Маркус, Клавдия и Альфред ушли и вскоре Альфред вернулся.
– Теперь все! Еще раз благодарю всех и желаю доброй ночи! – Альфред поклонился и направился к выходу.
***
Надо отметить, что Альфред получил отчеты от участников ночного эксперимента только на следующий день, и не в два пополудни, а гораздо позже, но, думается, стоит привести их здесь, поскольку дальше будет такая кутерьма, что уже будет совершенно не до них.
Жанна Ксавье (Клавдия)
Я не знаю, как это описать, наверное, я даже буду говорить, на первый взгляд, какие-то глупости, но все же надеюсь, что вы меня поймете. Во-первых, уже в самые первые мгновения, когда душа ко мне стала возвращаться, я немного ужаснулась. Я осознала, что вот еще пару мгновений назад я просто не существовала. Меня не было. Совсем не было. Нигде. Это жутковатое ощущение, скажу я вам. Но затем, все это сменилось радостью. И я даже с радостью отвечала тому, кто меня допрашивал, хоть я и теперь не очень понимаю, кто именно это был. За ним было столько света, что разглядеть самого вопрошающего было попросту невозможно. В общем, я поняла, что для того, чтобы вернуться в тело, я должна покаяться и рассказать все, что со мной было. Именно поэтому, я и рассказываю все откровенно здесь, как и было велено. Прошу, рассматривать мой рассказ как исповедь, которая, соответственно, имеет право на полную конфиденциальность.
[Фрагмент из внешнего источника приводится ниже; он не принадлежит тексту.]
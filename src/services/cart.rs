use std::collections::HashMap;

use serde::{Deserialize, Serialize};
use uuid::Uuid;

/// A session-scoped cart: product id mapped to quantity.
///
/// Purely a value type; it never talks to the catalog. Entries referencing
/// products that no longer exist are dropped during resolution, not here.
#[derive(Debug, Default, Clone, PartialEq, Eq, Serialize, Deserialize)]
pub struct Cart {
    entries: HashMap<Uuid, u32>,
}

impl Cart {
    /// Increments the quantity for `product_id` by one, starting from zero.
    pub fn add(&mut self, product_id: Uuid) {
        *self.entries.entry(product_id).or_insert(0) += 1;
    }

    /// Decrements the quantity by one, deleting the entry at zero.
    /// A no-op when the product is not in the cart.
    pub fn remove_one(&mut self, product_id: Uuid) {
        if let Some(qty) = self.entries.get_mut(&product_id) {
            if *qty <= 1 {
                self.entries.remove(&product_id);
            } else {
                *qty -= 1;
            }
        }
    }

    pub fn clear(&mut self) {
        self.entries.clear();
    }

    pub fn is_empty(&self) -> bool {
        self.entries.is_empty()
    }

    /// Number of distinct products in the cart.
    pub fn len(&self) -> usize {
        self.entries.len()
    }

    pub fn quantity(&self, product_id: Uuid) -> u32 {
        self.entries.get(&product_id).copied().unwrap_or(0)
    }

    pub fn entries(&self) -> impl Iterator<Item = (Uuid, u32)> + '_ {
        self.entries.iter().map(|(id, qty)| (*id, *qty))
    }

    pub fn product_ids(&self) -> impl Iterator<Item = Uuid> + '_ {
        self.entries.keys().copied()
    }
}
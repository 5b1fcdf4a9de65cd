use rust_decimal::Decimal;
use serde::Serialize;

/// Computed totals for a resolved cart.
#[derive(Debug, Clone, Copy, PartialEq, Eq, Serialize)]
pub struct Totals {
    pub subtotal: Decimal,
    pub tax: Decimal,
    pub total: Decimal,
}

impl Totals {
    pub const ZERO: Totals = Totals {
        subtotal: Decimal::ZERO,
        tax: Decimal::ZERO,
        total: Decimal::ZERO,
    };
}

/// Pure pricing arithmetic over (price, quantity) pairs.
///
/// The tax rate is fixed once at process start from configuration. All
/// arithmetic is decimal; the tax is rounded to 2 decimal places with
/// round-half-even (banker's rounding), the `round_dp` default, so display
/// and persisted values always agree. Example: subtotal 23.50 at 19% gives
/// tax 4.465, rounded half-even to 4.46, total 27.96.
#[derive(Debug, Clone)]
pub struct PricingCalculator {
    tax_rate: Decimal,
}

impl PricingCalculator {
    pub fn new(tax_rate: Decimal) -> Self {
        Self { tax_rate }
    }

    pub fn tax_rate(&self) -> Decimal {
        self.tax_rate
    }

    pub fn line_total(price: Decimal, quantity: i32) -> Decimal {
        price * Decimal::from(quantity)
    }

    /// Derives subtotal, tax and total from (unit price, quantity) pairs.
    /// No side effects; callers resolve carts against the catalog first.
    pub fn totals<I>(&self, lines: I) -> Totals
    where
        I: IntoIterator<Item = (Decimal, i32)>,
    {
        let subtotal: Decimal = lines
            .into_iter()
            .map(|(price, qty)| Self::line_total(price, qty))
            .sum();

        let tax = (subtotal * self.tax_rate).round_dp(2);
        let total = subtotal + tax;

        Totals {
            subtotal,
            tax,
            total,
        }
    }
}
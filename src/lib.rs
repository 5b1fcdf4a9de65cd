//! POS API Library
//!
//! Product catalog, per-session shopping carts, and the transactional sale
//! recorder behind them.
#![forbid(unsafe_code)]
#![deny(rust_2018_idioms)]

pub mod config;
pub mod db;
pub mod entities;
pub mod errors;
pub mod events;
pub mod handlers;
pub mod migrator;
pub mod services;
pub mod sessions;

use std::sync::Arc;

use axum::Router;
use sea_orm::DatabaseConnection;

/// Shared application state handed to every handler.
#[derive(Debug, Clone)]
pub struct AppState {
    pub db: Arc<DatabaseConnection>,
    pub config: config::AppConfig,
    pub event_sender: events::EventSender,
    pub sessions: Arc<sessions::SessionStore>,
    pub services: handlers::AppServices,
}

/// Assembles the `/api/v1` route tree.
pub fn api_v1_routes() -> Router<Arc<AppState>> {
    Router::new()
        .nest("/products", handlers::products::products_routes())
        .nest("/cart", handlers::cart::cart_routes())
        .nest("/sales", handlers::sales::sales_routes())
}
Родилась я двадцатого января тысяча семьсот пятьдесят шестого года в Тулузе. И звали меня тогда Жанна Ксавье. Моя семья была не особенно богата, но и отнюдь не бедна. С детства я интересовалась тайными науками вроде магии и алхимии, и уже в пятнадцать лет сотворила свой первый амулет. Отец не возражал, даже напротив – он помогал мне, брал различных учителей, и скоро я овладела не только тайными, но и обычными науками. В двадцать, я уже могла врачевать, но предпочитала лечить животных: лошадей, коров, а иногда даже собак и кошек. Заработанные мною деньги отец откладывал на приданое. Но вот в наш дом пришла беда. От неизвестной болезни сначала умер отец, а затем и мать. По доносу соседа, меня должны были арестовать как колдунью и отцеубийцу. Однако накануне ночью мне было видение, будто Иисус читает мне Евангелие от Марка, а именно, вот этот отрывок:
« Когда же вы увидите «опустошающую мерзость» там, где ее не должно быть, тогда те, кто находится в Иудее, пусть бегут в горы. Кто окажется на крыше, пусть не спускается и не идет в дом за вещами, и кто окажется в поле, пусть не возвращается за своим плащом»46
Я тогда сразу поняла, что беда вот-вот накроет и меня. Я быстро собрала свой мешок, и той же ночью ушла из города. Странствовала я около месяца, кормясь тем, что помогала в крестьянских семьях по хозяйству, а также врачуя их скотину. Как-то мне снова приснился Иисус и велел поутру идти в Марсель, куда я и отправилась еще затемно. Добравшись в этот город за несколько дней, я решила заночевать в одной ночлежке. Сама не знаю почему: было то место неимоверно грязным и убогим. Но, видимо, сил моих уже больше не оставалось, да и ночь, помнится, уже накрыла землю. Я заснула почти мгновенно, как только улеглась на деревянном неструганном настиле, где вдруг обнаружилось свободное место. Около полуночи меня разбудили чьи-то стоны. Это металась в бреду моя соседка. Я принесла ей воды, и, зажегши свечу, что была у меня с собой, я осмотрела ее. Увы, жить ей оставалось недолго, ибо то была, похоже, черная болезнь. Она, тем не менее, сказала мне, что зовут ее Клавдия, и что она родом из Испании. У нее были подорожные документы, и она направлялась в какой-то неизвестный мне городок, неподалеку от Марионвиля. За какой надобностью, я уже не помню, да и не суть. В общем, наутро, воспользовавшись ее подорожной, я ушла в Марионвиль. Так я стала Клавдией.